The Latvians, the Lithuanians, the Estonians—they’re wondering: What happens if Russian troops steamroll over us, too? If one of those countries was invaded by the Russians, it would, no doubt, invoke Article Five of the NATO treaty, which would compel all other NATO members, including the United States, to come to their defense. But would they? Or would they retreat and cower? Would they say what so many myopic and inward-looking voices have been saying for years: The Soviet Union is dead. Or, Putin just wants to control his sphere of influence, just as we do ours. Or, Who needs NATO?

What about China? The Chinese are watching the showdown between Russia and Ukraine, and they are thinking, If the Americans won’t defend Kiev, will they defend Taiwan? Will they?

So, not only do we have to convince Putin that we’ll go to war with Russia if he doesn’t back off; but to make that threat credible—because you know Putin isn’t going to believe us—we must actually go to war with Russia in defense of Ukraine. That’s what Strimpel is suggesting, or so I think.

Now we all have immense sympathy for the long-beleaguered Ukrainians, who will die by the hundreds, but deaths would skyrocket if we follow Strimpel’s advice. Has she forgotten what would happen if the U.S. and Russia cross swords? Does she not know that Russia has nuclear weapons, as do we, and that Putin has already threatened to use them should anybody intervene? Does she know that Russia does not have a “no first use” nuclear policy, and that Putin himself said that he’d be okay about responding to conventional weapons by using nuclear ones?

And even if there’s some gentlemen’s agreement that both sides will rely only on conventional weapons, Putin is not going to fold and retreat once the U.S. military starts shooting. It would be a long and bloody battle, and America doesn’t have the stomach for it more of its citizens coming home in body bags for a cause that is not crystal clear.
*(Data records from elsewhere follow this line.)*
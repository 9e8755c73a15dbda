//! Runner that maps each subcommand onto one registry operation

use crate::cli::args::{Args, Command};
use crate::config::ClientConfig;
use crate::error::CliError;
use crate::logging::Logger;
use crate::registry::{
    Credentials, GroupRequest, PackageQuery, RegistrationRequest, RegistryClient,
};
use crate::session::{Navigator, SessionState};
use base64::Engine;
use base64::engine::general_purpose::STANDARD;
use serde_json::{Value, json};
use std::path::Path;
use std::sync::Arc;

/// Navigator for a terminal: there is no login page, so tell the user which
/// command starts a new session.
pub struct ConsoleNavigator {
    logger: Logger,
    login_route: String,
}

impl ConsoleNavigator {
    pub fn new(logger: Logger, login_route: impl Into<String>) -> Self {
        Self {
            logger,
            login_route: login_route.into(),
        }
    }
}

impl Navigator for ConsoleNavigator {
    fn navigate(&self, route: &str) {
        if route == self.login_route {
            self.logger
                .info("Run `pkg-registry login` to start a new session.");
        } else {
            self.logger.verbose(&format!("Returned to {}", route));
        }
    }
}

pub struct Runner {
    args: Args,
    logger: Logger,
}

impl Runner {
    pub fn new(args: Args) -> Self {
        let logger = if args.quiet {
            Logger::new_quiet()
        } else {
            Logger::new(args.verbose)
        };

        Self { args, logger }
    }

    pub fn logger(&self) -> &Logger {
        &self.logger
    }

    pub async fn run(&self) -> Result<(), CliError> {
        self.args.validate().map_err(CliError::Arguments)?;

        let client = self.create_registry_client()?;
        self.execute(&client, &self.args.command).await?;

        self.logger.verbose(&format!(
            "Completed in {}",
            self.logger.format_duration(self.logger.elapsed())
        ));
        Ok(())
    }

    /// Environment first, then explicit flags.
    pub fn client_config(&self) -> ClientConfig {
        let mut config = ClientConfig::from_env();
        if let Some(base_url) = &self.args.base_url {
            config.base_url = base_url.clone();
        }
        if let Some(path) = &self.args.session_file {
            config.session_file = Some(path.clone());
        }
        config
    }

    fn create_registry_client(&self) -> Result<RegistryClient, CliError> {
        let config = self.client_config();
        self.logger.verbose(&format!("Registry: {}", config.base_url));
        if let Some(path) = &config.session_file {
            self.logger
                .verbose(&format!("Session file: {}", path.display()));
        }

        let navigator = ConsoleNavigator::new(self.logger.clone(), config.login_route.clone());
        let client = RegistryClient::builder(config)
            .with_navigator(Arc::new(navigator))
            .with_notifier(Arc::new(self.logger.clone()))
            .build()?;
        Ok(client)
    }

    async fn execute(&self, client: &RegistryClient, command: &Command) -> Result<(), CliError> {
        match command {
            Command::Register {
                name,
                password,
                admin,
                permissions,
                groups,
            } => {
                let request = RegistrationRequest {
                    name: name.clone(),
                    password: password.clone(),
                    is_admin: *admin,
                    permissions: permissions.clone(),
                    groups: groups.clone(),
                };
                let created = client.register(&request).await?;
                self.logger.success(&format!("Registered user {}", name));
                self.print_result(&created);
            }
            Command::Login {
                username,
                password,
                admin,
            } => {
                let credentials = Credentials {
                    username: username.clone(),
                    password: password.clone(),
                    is_admin: *admin,
                };
                client.authenticate(&credentials).await?;
                self.logger.success(&format!("Logged in as {}", username));
            }
            Command::Logout => {
                client.logout();
                self.logger.success("Logged out");
            }
            Command::Whoami => match client.session().state() {
                SessionState::Authenticated => self.logger.payload(&json!("authenticated")),
                SessionState::Unauthenticated => self.logger.payload(&json!("not logged in")),
            },
            Command::Users => self.logger.payload(&client.list_users().await?),
            Command::Groups => self
                .logger
                .payload(&client.list_groups_and_permissions().await?),
            Command::AddGroup { name, permissions } => {
                let group = GroupRequest {
                    name: name.clone(),
                    permissions: permissions.clone(),
                };
                let created = client.add_group(&group).await?;
                self.logger.success(&format!("Created group {}", name));
                self.print_result(&created);
            }
            Command::DeleteGroup { id } => {
                let removed = client.delete_group(*id).await?;
                self.logger.success(&format!("Deleted group {}", id));
                self.print_result(&removed);
            }
            Command::Query {
                name,
                version,
                json,
                offset,
            } => {
                let query = query_body(name, version.as_deref(), json.as_deref())?;
                self.logger.verbose(&format!("Query: {}", query));
                self.logger.payload(&client.query_packages(query, *offset).await?);
            }
            Command::Get { id } => self.logger.payload(&client.get_package(id).await?),
            Command::Update { id, data } => {
                let package: Value = serde_json::from_str(data)
                    .map_err(|e| CliError::Arguments(format!("--data is not valid JSON: {}", e)))?;
                let updated = client.update_package(id, package).await?;
                self.logger.success(&format!("Updated package {}", id));
                self.print_result(&updated);
            }
            Command::Reset => {
                let reset = client.reset_registry().await?;
                self.logger.success("Registry reset");
                self.print_result(&reset);
            }
            Command::Rate { id } => self.logger.payload(&client.package_rate(id).await?),
            Command::Cost { id, dependency } => {
                let total = client.package_cost(id, *dependency).await?;
                self.logger.summary_kv(
                    "Package cost",
                    &[("id", id.clone()), ("dependencies", dependency.to_string())],
                );
                self.logger.payload(&json!(total));
            }
            Command::Search { regex } => self.logger.payload(&client.search_by_regex(regex).await?),
            Command::Tracks => self.logger.payload(&client.list_tracks().await?),
            Command::UploadUrl { url, js_program } => {
                let package = client.upload_by_url(js_program, url).await?;
                self.logger.success(&format!("Uploaded {}", url));
                self.print_result(&package);
            }
            Command::UploadContent {
                file,
                js_program,
                debloat,
            } => {
                let content = encode_package(file)?;
                self.logger.verbose(&format!(
                    "Encoded {} ({} base64 characters)",
                    file.display(),
                    content.len()
                ));
                let package = client.upload_by_content(&content, js_program, *debloat).await?;
                self.logger.success(&format!("Uploaded {}", file.display()));
                self.print_result(&package);
            }
        }
        Ok(())
    }

    fn print_result(&self, value: &Value) {
        if !value.is_null() {
            self.logger.payload(value);
        }
    }
}

/// Query body from either a raw JSON document or one name/version pair.
pub fn query_body(name: &str, version: Option<&str>, raw: Option<&str>) -> Result<Value, CliError> {
    if let Some(raw) = raw {
        return serde_json::from_str(raw)
            .map_err(|e| CliError::Arguments(format!("--json is not valid JSON: {}", e)));
    }

    let mut query = PackageQuery::new(name);
    if let Some(version) = version {
        query = query.with_version(version);
    }
    Ok(PackageQuery::body(&[query]))
}

/// Base64 of the package archive, as the upload endpoint expects it.
pub fn encode_package(path: &Path) -> Result<String, CliError> {
    let bytes = std::fs::read(path).map_err(|source| CliError::Input {
        path: path.to_path_buf(),
        source,
    })?;
    Ok(STANDARD.encode(bytes))
}

#[cfg(test)]
mod tests {
    use super::*;
    use clap::Parser;
    use std::io::Write;
    use std::path::PathBuf;

    #[test]
    fn flags_override_environment_config() {
        let args = Args::try_parse_from([
            "pkg-registry",
            "--base-url",
            "https://r.example.com",
            "--session-file",
            "/tmp/session.json",
            "tracks",
        ])
        .unwrap();
        let config = Runner::new(args).client_config();

        assert_eq!(config.base_url, "https://r.example.com");
        assert_eq!(config.session_file, Some(PathBuf::from("/tmp/session.json")));
    }

    #[test]
    fn query_body_from_flags_or_raw_json() {
        let body = query_body("lodash", Some("1.2.3"), None).unwrap();
        assert_eq!(body, json!([{"Name": "lodash", "Version": "1.2.3"}]));

        let body = query_body("ignored", None, Some(r#"[{"Name": "*"}]"#)).unwrap();
        assert_eq!(body, json!([{"Name": "*"}]));

        assert!(matches!(
            query_body("x", None, Some("{not json")),
            Err(CliError::Arguments(_))
        ));
    }

    #[test]
    fn encode_package_reads_file_as_base64() {
        let mut file = tempfile::NamedTempFile::new().unwrap();
        file.write_all(b"PK\x03\x04").unwrap();

        assert_eq!(encode_package(file.path()).unwrap(), "UEsDBA==");
        assert!(matches!(
            encode_package(Path::new("/missing/package.zip")),
            Err(CliError::Input { .. })
        ));
    }
}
And if we intervene, we’d have to occupy Ukraine for ages, as we did in Afghanistan.\

Following Strimpel’s advice would, pure and simple, launch World War III

Unless I’m missing something in this article, Strimpel is on the fringe of being unhinged, if she’s not there already. It’s simply too damn late to convince Putin that we would go to war if he doesn’t back off, and a threat that is idle isn’t a credible threat.

How much blood does Strimpel want spilled? And are the deaths worth the gain? These are questions she doesn’t ponder.  And all I can conclude from reading this saber-rattling from a Brit is that Bari Weiss herself has no problem with Strimpel’s views. Her site is not an op-ed site where all views are aired, and I haven’t yet seen a column that I didn’t think Weiss would approve of.

Of course, if you think we should begin shooting at the Russians, by all means say that in the comments and defend your views. In my own view, Biden and the allies have done a pretty good job so far. Now if Putin decides to really play Hitler and go after more Lebensraum, then all bets are off.